I'm towards the end of dead sky, black sun. The bit where Uriel is fighting the unfleshed. And he thinks to himself 'uriel had stood before the might of a star god, had destroyed the heart of a tyranid hive ship, had faced the unimaginable power of a rouge psyker...' pg 688 of the ultra omnibus.
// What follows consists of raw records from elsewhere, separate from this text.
//! Regression models, preprocessing and evaluation metrics.
//!
//! Linear models are solved in closed form on `ndarray` matrices and the
//! random forest grows seeded CART trees; tuning is a seeded randomized
//! search scored by K-fold cross-validation.

pub mod estimator;
pub mod forest;
pub mod linear;
pub mod metrics;
pub mod preprocessing;
pub mod tuning;

pub use estimator::{Estimator, FittedModel, ModelKind, ModelParams};
pub use forest::{ForestParams, RandomForest};
pub use linear::{LinearFit, LinearParams};
pub use metrics::AccuracyMetrics;
pub use preprocessing::{train_test_split, StandardScaler, TrainData};
pub use tuning::{RandomizedSearch, Scoring, SearchResult};
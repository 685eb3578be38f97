// ck-core/src/units.rs

use uom::si::f64::{
    MassDensity as UomMassDensity, Pressure as UomPressure,
    ThermodynamicTemperature as UomThermodynamicTemperature,
};

// Public canonical unit types (SI, f64)
pub type Density = UomMassDensity;
pub type Pressure = UomPressure;
pub type Temperature = UomThermodynamicTemperature;

/// Specific energy (internal energy or enthalpy) [J/kg].
///
/// Not part of uom's standard set, so we use f64 with clear documentation.
pub type SpecEnergy = f64;

/// Specific heat capacity [J/(kg·K)].
pub type SpecHeatCapacity = f64;

/// Molar concentration [kmol/m³].
pub type Concentration = f64;

/// Molar production rate [kmol/(m³·s)].
pub type MolarRate = f64;

#[inline]
pub fn pa(v: f64) -> Pressure {
    use uom::si::pressure::pascal;
    Pressure::new::<pascal>(v)
}

#[inline]
pub fn k(v: f64) -> Temperature {
    use uom::si::thermodynamic_temperature::kelvin;
    Temperature::new::<kelvin>(v)
}

#[inline]
pub fn kgpm3(v: f64) -> Density {
    use uom::si::mass_density::kilogram_per_cubic_meter;
    Density::new::<kilogram_per_cubic_meter>(v)
}

pub mod constants {
    /// Universal gas constant [J/(kmol·K)].
    pub const R_UNIVERSAL: f64 = 8_314.462_618_153_24;

    /// Standard-state pressure used by the equilibrium constants [Pa].
    pub const P_ATM: f64 = 101_325.0;

    /// Thermochemical calorie [J].
    pub const CAL_TO_J: f64 = 4.184;
}

#[cfg(test)]
mod tests {
    use super::*;

    #[test]
    fn constructors_smoke() {
        let _p = pa(101_325.0);
        let _t = k(300.0);
        let _rho = kgpm3(1.2);
    }

    #[test]
    fn constructors_store_si_values() {
        assert_eq!(k(300.0).value, 300.0);
        assert_eq!(pa(101_325.0).value, 101_325.0);
        assert_eq!(kgpm3(0.204).value, 0.204);
    }
}
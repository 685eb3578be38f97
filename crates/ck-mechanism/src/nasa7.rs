//! NASA 7-coefficient thermodynamic polynomials.
//!
//! Each species carries two coefficient sets `a0..a6`, one for
//! `[t_low, t_mid)` and one for `[t_mid, t_high]`:
//!
//! ```text
//! cp/R  = a0 + a1 T + a2 T² + a3 T³ + a4 T⁴
//! h/RT  = a0 + a1 T/2 + a2 T²/3 + a3 T³/4 + a4 T⁴/5 + a5/T
//! s/R   = a0 ln T + a1 T + a2 T²/2 + a3 T³/3 + a4 T⁴/4 + a6
//! ```
//!
//! Outside the fitted range the nearest piece is extrapolated. Continuity at
//! `t_mid` is a property of the data, not something evaluation enforces.

/// Two-range NASA-7 polynomial.
#[derive(Debug, Clone, Copy, PartialEq)]
#[cfg_attr(feature = "serde", derive(serde::Serialize, serde::Deserialize))]
pub struct Nasa7 {
    /// Lower bound of the low-temperature piece [K]
    pub t_low: f64,
    /// Boundary between the two pieces [K]
    pub t_mid: f64,
    /// Upper bound of the high-temperature piece [K]
    pub t_high: f64,
    /// Coefficients valid on `[t_low, t_mid)`
    pub low: [f64; 7],
    /// Coefficients valid on `[t_mid, t_high]`
    pub high: [f64; 7],
}

impl Nasa7 {
    pub fn new(t_low: f64, t_mid: f64, t_high: f64, low: [f64; 7], high: [f64; 7]) -> Self {
        Self {
            t_low,
            t_mid,
            t_high,
            low,
            high,
        }
    }

    /// Coefficient set for the piece containing `t`.
    #[inline]
    pub fn coefficients(&self, t: f64) -> &[f64; 7] {
        if t < self.t_mid { &self.low } else { &self.high }
    }

    /// Whether `t` lies inside the fitted range.
    pub fn contains(&self, t: f64) -> bool {
        t >= self.t_low && t <= self.t_high
    }

    /// Dimensionless heat capacity `cp/R`.
    #[inline]
    pub fn cp_r(&self, t: f64) -> f64 {
        let a = self.coefficients(t);
        a[0] + t * (a[1] + t * (a[2] + t * (a[3] + t * a[4])))
    }

    /// Dimensionless enthalpy `h/(RT)`.
    #[inline]
    pub fn h_rt(&self, t: f64) -> f64 {
        let a = self.coefficients(t);
        a[0] + t * (a[1] / 2.0 + t * (a[2] / 3.0 + t * (a[3] / 4.0 + t * a[4] / 5.0))) + a[5] / t
    }

    /// Dimensionless standard-state entropy `s°/R`.
    #[inline]
    pub fn s_r(&self, t: f64) -> f64 {
        let a = self.coefficients(t);
        a[0] * t.ln() + t * (a[1] + t * (a[2] / 2.0 + t * (a[3] / 3.0 + t * a[4] / 4.0))) + a[6]
    }

    /// Dimensionless standard-state Gibbs energy `g°/(RT) = h/RT − s°/R`.
    #[inline]
    pub fn g_rt(&self, t: f64) -> f64 {
        self.h_rt(t) - self.s_r(t)
    }

    /// True when every coefficient and range bound is finite.
    pub fn is_finite(&self) -> bool {
        self.t_low.is_finite()
            && self.t_mid.is_finite()
            && self.t_high.is_finite()
            && self.low.iter().chain(self.high.iter()).all(|c| c.is_finite())
    }
}
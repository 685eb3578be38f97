//! Error types for the kernel facade.

use ck_core::CkError;
use ck_mechanism::MechanismError;
use ck_solver::SolverError;
use ck_thermo::ThermoError;
use thiserror::Error;

#[derive(Error, Debug, Clone, PartialEq)]
pub enum KernelError {
    #[error("Malformed mechanism: {0}")]
    MalformedMechanism(#[from] MechanismError),

    #[error(transparent)]
    TemperatureInversionFailed(#[from] SolverError),

    #[error("Invalid composition: {0}")]
    InvalidComposition(#[from] ThermoError),

    #[error("Expected {expected} mass fractions, got {actual}")]
    LengthMismatch { expected: usize, actual: usize },

    #[error("Configuration error: {0}")]
    Config(String),
}

pub type KernelResult<T> = Result<T, KernelError>;

impl From<KernelError> for CkError {
    fn from(e: KernelError) -> Self {
        match e {
            KernelError::MalformedMechanism(err) => err.into(),
            KernelError::TemperatureInversionFailed(err) => err.into(),
            KernelError::InvalidComposition(err) => err.into(),
            KernelError::LengthMismatch { expected, actual } => CkError::IndexOob {
                what: "mass fractions",
                index: actual,
                len: expected,
            },
            KernelError::Config(what) => CkError::InvalidArg { what },
        }
    }
}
I don't remember any battle against a rouge psyker? what is he talking about?

He mentions fighting an alpha psyker earlier in DSBS as well.


----------



## Lord of the Night (Nov 18, 2009)

Must be something he did when he was a sergeant, or something that was never shown in the books.


----------



## darkreever (Apr 3, 2008)

Brother Subtle said:


> I don't remember any battle against a rouge psyker? what is he talking about?


A red psyker you don't say; this psyker wouldn't also have been a *rogue* one as well right?

As Lord of the Night said, its likely an event that happened before the books or in between some of them.



Brother Subtle said:


> He mentions fighting an alpha psyker earlier in DSBS as well.


Not unlikely, and not unheard of; does he mention doing this alone because that would be pretty impressive.


----------



## Brother Subtle (May 24, 2009)

found the answer on BC, there was a graphic novel of uriel between WOU and DSBS.


----------



## Lord of the Night (Nov 18, 2009)

Cool, the short stories are quite interesting. There is one after DSBS when Honsou wins a tournament hosted by Huron Blackheart and wins hordes of followers with the help of Ardaric Vaanes and the Newborn (Ventris's Clone). He then destroys Tarsis Ultra.


----------



## Brother Subtle (May 24, 2009)

Honsou kicks ass.


----------